[Collected data]

━━━

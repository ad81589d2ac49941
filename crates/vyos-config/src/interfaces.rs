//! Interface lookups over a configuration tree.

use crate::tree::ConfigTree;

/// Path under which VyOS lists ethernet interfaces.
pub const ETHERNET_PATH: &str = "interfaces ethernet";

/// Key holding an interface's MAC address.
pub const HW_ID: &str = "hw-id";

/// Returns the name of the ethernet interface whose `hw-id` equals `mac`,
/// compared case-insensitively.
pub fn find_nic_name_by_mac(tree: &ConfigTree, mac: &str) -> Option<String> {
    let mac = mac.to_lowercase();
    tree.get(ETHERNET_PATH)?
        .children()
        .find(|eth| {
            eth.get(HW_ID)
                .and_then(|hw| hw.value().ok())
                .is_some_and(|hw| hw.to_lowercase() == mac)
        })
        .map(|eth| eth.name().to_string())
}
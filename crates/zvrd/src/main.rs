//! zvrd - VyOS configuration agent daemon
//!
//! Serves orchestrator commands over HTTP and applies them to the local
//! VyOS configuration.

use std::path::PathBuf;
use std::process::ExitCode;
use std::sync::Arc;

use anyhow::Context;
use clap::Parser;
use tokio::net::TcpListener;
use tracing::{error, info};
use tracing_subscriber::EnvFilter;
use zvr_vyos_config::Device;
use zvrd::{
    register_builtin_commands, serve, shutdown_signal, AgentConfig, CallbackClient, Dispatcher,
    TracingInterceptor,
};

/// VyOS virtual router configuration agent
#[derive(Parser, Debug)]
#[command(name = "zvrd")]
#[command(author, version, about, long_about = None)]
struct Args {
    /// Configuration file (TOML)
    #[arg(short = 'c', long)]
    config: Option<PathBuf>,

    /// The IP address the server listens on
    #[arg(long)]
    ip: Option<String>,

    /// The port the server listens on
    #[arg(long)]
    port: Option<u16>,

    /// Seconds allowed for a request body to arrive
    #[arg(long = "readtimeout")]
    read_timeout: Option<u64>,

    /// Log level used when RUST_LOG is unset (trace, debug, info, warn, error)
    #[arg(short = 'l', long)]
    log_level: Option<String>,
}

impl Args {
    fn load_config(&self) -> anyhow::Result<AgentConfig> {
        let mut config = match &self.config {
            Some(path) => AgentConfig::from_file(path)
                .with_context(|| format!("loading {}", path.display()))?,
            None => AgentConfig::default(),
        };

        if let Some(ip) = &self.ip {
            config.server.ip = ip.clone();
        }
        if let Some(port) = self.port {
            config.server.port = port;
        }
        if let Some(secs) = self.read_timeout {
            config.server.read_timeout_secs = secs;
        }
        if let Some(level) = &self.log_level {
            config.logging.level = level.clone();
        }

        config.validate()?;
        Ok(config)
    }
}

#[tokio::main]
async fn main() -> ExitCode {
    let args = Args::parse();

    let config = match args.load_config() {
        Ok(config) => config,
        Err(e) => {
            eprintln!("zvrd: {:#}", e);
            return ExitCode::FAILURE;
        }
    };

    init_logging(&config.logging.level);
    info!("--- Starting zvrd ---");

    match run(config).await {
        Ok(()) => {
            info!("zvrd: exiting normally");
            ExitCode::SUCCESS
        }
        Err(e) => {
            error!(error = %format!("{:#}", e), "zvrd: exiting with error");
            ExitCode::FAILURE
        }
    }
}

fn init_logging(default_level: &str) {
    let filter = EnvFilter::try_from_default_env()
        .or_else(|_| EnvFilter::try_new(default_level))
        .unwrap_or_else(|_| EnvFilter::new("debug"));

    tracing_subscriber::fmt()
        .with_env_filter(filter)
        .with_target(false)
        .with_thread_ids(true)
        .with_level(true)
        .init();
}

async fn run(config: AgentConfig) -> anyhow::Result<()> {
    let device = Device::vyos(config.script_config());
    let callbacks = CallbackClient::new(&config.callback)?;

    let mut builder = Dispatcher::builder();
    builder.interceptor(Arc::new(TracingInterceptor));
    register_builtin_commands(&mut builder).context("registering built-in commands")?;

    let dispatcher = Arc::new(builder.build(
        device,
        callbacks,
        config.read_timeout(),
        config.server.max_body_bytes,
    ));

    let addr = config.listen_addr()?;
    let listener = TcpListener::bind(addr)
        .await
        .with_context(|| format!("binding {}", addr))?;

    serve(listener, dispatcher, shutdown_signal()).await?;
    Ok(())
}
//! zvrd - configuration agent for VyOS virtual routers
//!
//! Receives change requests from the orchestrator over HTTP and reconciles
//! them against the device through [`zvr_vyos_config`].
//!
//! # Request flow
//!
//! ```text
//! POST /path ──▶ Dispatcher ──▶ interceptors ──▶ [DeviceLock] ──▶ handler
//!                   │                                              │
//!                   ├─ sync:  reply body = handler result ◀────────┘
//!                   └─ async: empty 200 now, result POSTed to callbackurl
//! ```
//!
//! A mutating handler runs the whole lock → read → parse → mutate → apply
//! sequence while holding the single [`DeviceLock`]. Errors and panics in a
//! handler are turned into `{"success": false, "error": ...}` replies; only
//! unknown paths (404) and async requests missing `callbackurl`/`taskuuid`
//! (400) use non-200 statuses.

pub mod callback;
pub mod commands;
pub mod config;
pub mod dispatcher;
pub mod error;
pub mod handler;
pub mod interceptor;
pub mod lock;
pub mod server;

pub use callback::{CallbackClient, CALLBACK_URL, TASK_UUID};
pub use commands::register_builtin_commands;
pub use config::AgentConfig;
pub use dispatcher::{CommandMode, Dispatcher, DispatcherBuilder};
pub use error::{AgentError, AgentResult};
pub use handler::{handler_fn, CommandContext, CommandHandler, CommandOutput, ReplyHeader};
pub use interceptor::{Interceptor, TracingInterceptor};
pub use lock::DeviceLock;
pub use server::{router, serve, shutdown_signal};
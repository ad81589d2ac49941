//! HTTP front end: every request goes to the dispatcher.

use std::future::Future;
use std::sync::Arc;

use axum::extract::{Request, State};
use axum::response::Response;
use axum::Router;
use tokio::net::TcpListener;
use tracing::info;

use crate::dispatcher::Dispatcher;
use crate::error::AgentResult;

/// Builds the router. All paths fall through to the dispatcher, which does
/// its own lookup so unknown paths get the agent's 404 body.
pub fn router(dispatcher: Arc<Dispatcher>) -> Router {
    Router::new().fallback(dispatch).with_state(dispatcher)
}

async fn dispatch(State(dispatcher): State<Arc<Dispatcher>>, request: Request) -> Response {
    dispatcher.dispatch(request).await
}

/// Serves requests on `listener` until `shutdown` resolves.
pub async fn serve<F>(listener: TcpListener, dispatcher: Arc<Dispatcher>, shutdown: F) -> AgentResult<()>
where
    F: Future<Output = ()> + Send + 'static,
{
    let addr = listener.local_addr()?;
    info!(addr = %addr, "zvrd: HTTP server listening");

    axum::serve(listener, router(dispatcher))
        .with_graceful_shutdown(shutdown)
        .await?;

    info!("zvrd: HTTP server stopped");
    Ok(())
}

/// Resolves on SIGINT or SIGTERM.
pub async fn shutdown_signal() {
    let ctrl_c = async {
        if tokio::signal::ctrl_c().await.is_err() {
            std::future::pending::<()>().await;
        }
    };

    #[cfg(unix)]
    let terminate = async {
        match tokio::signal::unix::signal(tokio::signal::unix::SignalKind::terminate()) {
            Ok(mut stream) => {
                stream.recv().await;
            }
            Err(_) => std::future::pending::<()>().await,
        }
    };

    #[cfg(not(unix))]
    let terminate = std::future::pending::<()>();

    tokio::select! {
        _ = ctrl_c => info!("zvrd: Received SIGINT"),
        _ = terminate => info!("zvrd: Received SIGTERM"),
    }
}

━━━

Instructions to follow: When a line of the records holds the word "Parser", copy that line.

Response:
use clap::Parser;
#[derive(Parser, Debug)]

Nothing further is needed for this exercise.